- DATA PROVIDED
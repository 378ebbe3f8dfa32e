//! # Merge Errors
//!
//! Every failure the workflow can produce, each carrying the identifier it
//! failed on and, where one exists, the underlying [`StoreError`].
//!
//! Transports should not match on individual variants to pick a response.
//! [`MergeError::kind`] collapses them into the closed [`ErrorKind`] set,
//! and the compiler enforces that every variant is classified.
//!
//! "Already merged" is deliberately absent: it is an outcome
//! ([`crate::MergeOutcome::AlreadyMerged`]), not a failure.

use prr_core::{PullRequestId, StatusId};
use thiserror::Error;

use crate::repository::StoreError;

/// A failed merge request.
#[derive(Error, Debug, Clone, PartialEq, Eq)]
pub enum MergeError {
    /// No pull request exists with this identifier.
    #[error("pull request not found: {id}")]
    PullRequestNotFound {
        /// The requested pull request.
        id: PullRequestId,
    },

    /// Fetching the pull request failed for a reason other than absence.
    #[error("failed to get pull request {id}: {source}")]
    GetPullRequest {
        /// The requested pull request.
        id: PullRequestId,
        /// Underlying store failure.
        source: StoreError,
    },

    /// Fetching the referenced status record failed.
    #[error("failed to get pr status {status_id}: {source}")]
    GetStatus {
        /// The status record the pull request references.
        status_id: StatusId,
        /// Underlying store failure.
        source: StoreError,
    },

    /// Fetching reviewer assignments failed.
    #[error("failed to get assigned reviewers for pull request {id}: {source}")]
    GetReviewers {
        /// The pull request whose reviewers were requested.
        id: PullRequestId,
        /// Underlying store failure.
        source: StoreError,
    },

    /// Writing the `MERGED` status failed. Nothing was persisted.
    #[error("failed to update pr status for pull request {id}: {source}")]
    UpdateStatus {
        /// The pull request being merged.
        id: PullRequestId,
        /// Underlying store failure.
        source: StoreError,
    },

    /// Stamping the merge time failed. The status update was rolled back.
    #[error("failed to update pr merge time for pull request {id}: {source}")]
    UpdateMergeTime {
        /// The pull request being merged.
        id: PullRequestId,
        /// Underlying store failure.
        source: StoreError,
    },

    /// Opening or committing the transactional scope failed.
    #[error("transaction failed while merging pull request {id}: {source}")]
    Transaction {
        /// The pull request being merged.
        id: PullRequestId,
        /// Underlying store failure.
        source: StoreError,
    },
}

/// Which read failed.
#[derive(Debug, Clone, Copy, PartialEq, Eq, Hash)]
pub enum ReadTarget {
    /// The pull request record.
    PullRequest,
    /// The status record.
    Status,
    /// The reviewer assignments.
    Reviewers,
}

/// Which write failed.
#[derive(Debug, Clone, Copy, PartialEq, Eq, Hash)]
pub enum WriteTarget {
    /// The status update.
    Status,
    /// The merge-time stamp.
    MergeTime,
}

/// Closed classification of [`MergeError`] for transport layers.
#[derive(Debug, Clone, Copy, PartialEq, Eq, Hash)]
pub enum ErrorKind {
    /// The pull request does not exist. Not retryable.
    NotFound,
    /// A store read failed.
    ReadFailure(ReadTarget),
    /// A store write failed; the transaction was rolled back.
    WriteFailure(WriteTarget),
    /// Anything else (transaction plumbing).
    Unclassified,
}

impl ErrorKind {
    /// Whether a caller may reasonably retry the same request.
    ///
    /// The workflow itself never retries.
    pub fn is_retryable(&self) -> bool {
        !matches!(self, Self::NotFound)
    }
}

impl MergeError {
    /// Classify this error.
    pub fn kind(&self) -> ErrorKind {
        match self {
            Self::PullRequestNotFound { .. } => ErrorKind::NotFound,
            Self::GetPullRequest { .. } => ErrorKind::ReadFailure(ReadTarget::PullRequest),
            Self::GetStatus { .. } => ErrorKind::ReadFailure(ReadTarget::Status),
            Self::GetReviewers { .. } => ErrorKind::ReadFailure(ReadTarget::Reviewers),
            Self::UpdateStatus { .. } => ErrorKind::WriteFailure(WriteTarget::Status),
            Self::UpdateMergeTime { .. } => ErrorKind::WriteFailure(WriteTarget::MergeTime),
            Self::Transaction { .. } => ErrorKind::Unclassified,
        }
    }

    /// The underlying store failure, if any.
    pub fn store_error(&self) -> Option<&StoreError> {
        match self {
            Self::PullRequestNotFound { .. } => None,
            Self::GetPullRequest { source, .. }
            | Self::GetStatus { source, .. }
            | Self::GetReviewers { source, .. }
            | Self::UpdateStatus { source, .. }
            | Self::UpdateMergeTime { source, .. }
            | Self::Transaction { source, .. } => Some(source),
        }
    }
}
//! Injected diagnostic reporting.
//!
//! Models report non-fatal misuse (a column index past the end, a row that no
//! longer exists, an unrecognised kind discriminant, an edit that could not be
//! converted) to a [`Diagnostics`] sink handed to them at construction. The
//! operation itself still returns its sentinel; the sink only makes the
//! condition visible.
//!
//! # Example
//!
//! ```
//! use std::sync::Arc;
//! use brewview_core::{Diagnostic, DiagnosticKind, Diagnostics, RecordingDiagnostics};
//!
//! let sink = Arc::new(RecordingDiagnostics::new());
//! sink.report(Diagnostic::new("FermentableTable::data", DiagnosticKind::BadColumn, "column 9"));
//! assert_eq!(sink.count_of(DiagnosticKind::BadColumn), 1);
//! ```

use std::fmt;
use std::sync::Arc;

use parking_lot::Mutex;

use crate::logging::targets;

/// Category of a reported condition.
#[derive(Debug, Clone, Copy, PartialEq, Eq, Hash)]
pub enum DiagnosticKind {
    /// A column index outside the model's columns.
    BadColumn,
    /// A row index outside the model's rows.
    BadRow,
    /// A raw discriminant that names no known kind.
    UnknownKind,
    /// An edit whose value could not be converted to the field's shape.
    Rejected,
}

impl fmt::Display for DiagnosticKind {
    fn fmt(&self, f: &mut fmt::Formatter<'_>) -> fmt::Result {
        match self {
            Self::BadColumn => write!(f, "bad column"),
            Self::BadRow => write!(f, "bad row"),
            Self::UnknownKind => write!(f, "unknown kind"),
            Self::Rejected => write!(f, "rejected value"),
        }
    }
}

/// One reported condition.
#[derive(Debug, Clone, PartialEq, Eq)]
pub struct Diagnostic {
    /// The reporting operation, e.g. `"TreeItem::data_hop"`.
    pub source: &'static str,
    /// What went wrong.
    pub kind: DiagnosticKind,
    /// Free-form detail such as the offending index.
    pub detail: String,
}

impl Diagnostic {
    /// Creates a new diagnostic.
    pub fn new(source: &'static str, kind: DiagnosticKind, detail: impl Into<String>) -> Self {
        Self {
            source,
            kind,
            detail: detail.into(),
        }
    }
}

impl fmt::Display for Diagnostic {
    fn fmt(&self, f: &mut fmt::Formatter<'_>) -> fmt::Result {
        write!(f, "{} {}: {}", self.source, self.kind, self.detail)
    }
}

/// A sink for diagnostics.
pub trait Diagnostics: Send + Sync {
    /// Reports a condition. Must not panic.
    fn report(&self, diagnostic: Diagnostic);
}

/// Forwards every diagnostic to `tracing` as a warning.
#[derive(Debug, Default, Clone, Copy)]
pub struct TracingDiagnostics;

impl Diagnostics for TracingDiagnostics {
    fn report(&self, diagnostic: Diagnostic) {
        tracing::warn!(
            target: targets::DIAGNOSTICS,
            source = diagnostic.source,
            kind = %diagnostic.kind,
            "{}",
            diagnostic.detail
        );
    }
}

/// Keeps every diagnostic in memory, for assertions.
#[derive(Debug, Default)]
pub struct RecordingDiagnostics {
    entries: Mutex<Vec<Diagnostic>>,
}

impl RecordingDiagnostics {
    /// Creates an empty recorder.
    pub fn new() -> Self {
        Self::default()
    }

    /// Returns a copy of everything reported so far.
    pub fn entries(&self) -> Vec<Diagnostic> {
        self.entries.lock().clone()
    }

    /// Number of reported diagnostics of the given kind.
    pub fn count_of(&self, kind: DiagnosticKind) -> usize {
        self.entries.lock().iter().filter(|d| d.kind == kind).count()
    }

    /// Returns `true` if nothing has been reported.
    pub fn is_empty(&self) -> bool {
        self.entries.lock().is_empty()
    }

    /// Forgets all recorded diagnostics.
    pub fn clear(&self) {
        self.entries.lock().clear();
    }
}

impl Diagnostics for RecordingDiagnostics {
    fn report(&self, diagnostic: Diagnostic) {
        self.entries.lock().push(diagnostic);
    }
}

/// The sink used when a caller does not inject one.
pub fn default_diagnostics() -> Arc<dyn Diagnostics> {
    Arc::new(TracingDiagnostics)
}

#[cfg(test)]
mod tests {
    use super::*;

    #[test]
    fn test_recording_diagnostics() {
        let sink = RecordingDiagnostics::new();
        assert!(sink.is_empty());

        sink.report(Diagnostic::new("a", DiagnosticKind::BadRow, "row 4"));
        sink.report(Diagnostic::new("b", DiagnosticKind::BadColumn, "column 7"));
        sink.report(Diagnostic::new("c", DiagnosticKind::BadColumn, "column 8"));

        assert_eq!(sink.count_of(DiagnosticKind::BadColumn), 2);
        assert_eq!(sink.entries()[0].detail, "row 4");

        sink.clear();
        assert!(sink.is_empty());
    }

    #[test]
    fn test_diagnostic_display() {
        let d = Diagnostic::new("TreeItem::data", DiagnosticKind::UnknownKind, "42");
        assert_eq!(d.to_string(), "TreeItem::data unknown kind: 42");
    }

    #[test]
    fn test_tracing_diagnostics_does_not_panic() {
        TracingDiagnostics.report(Diagnostic::new("x", DiagnosticKind::Rejected, "nope"));
    }
}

- WORK TASK
Every line of the listing that includes "condition" must be shown.

- RESULT BELOW
//! condition visible.
/// Category of a reported condition.
/// One reported condition.
    /// Reports a condition. Must not panic.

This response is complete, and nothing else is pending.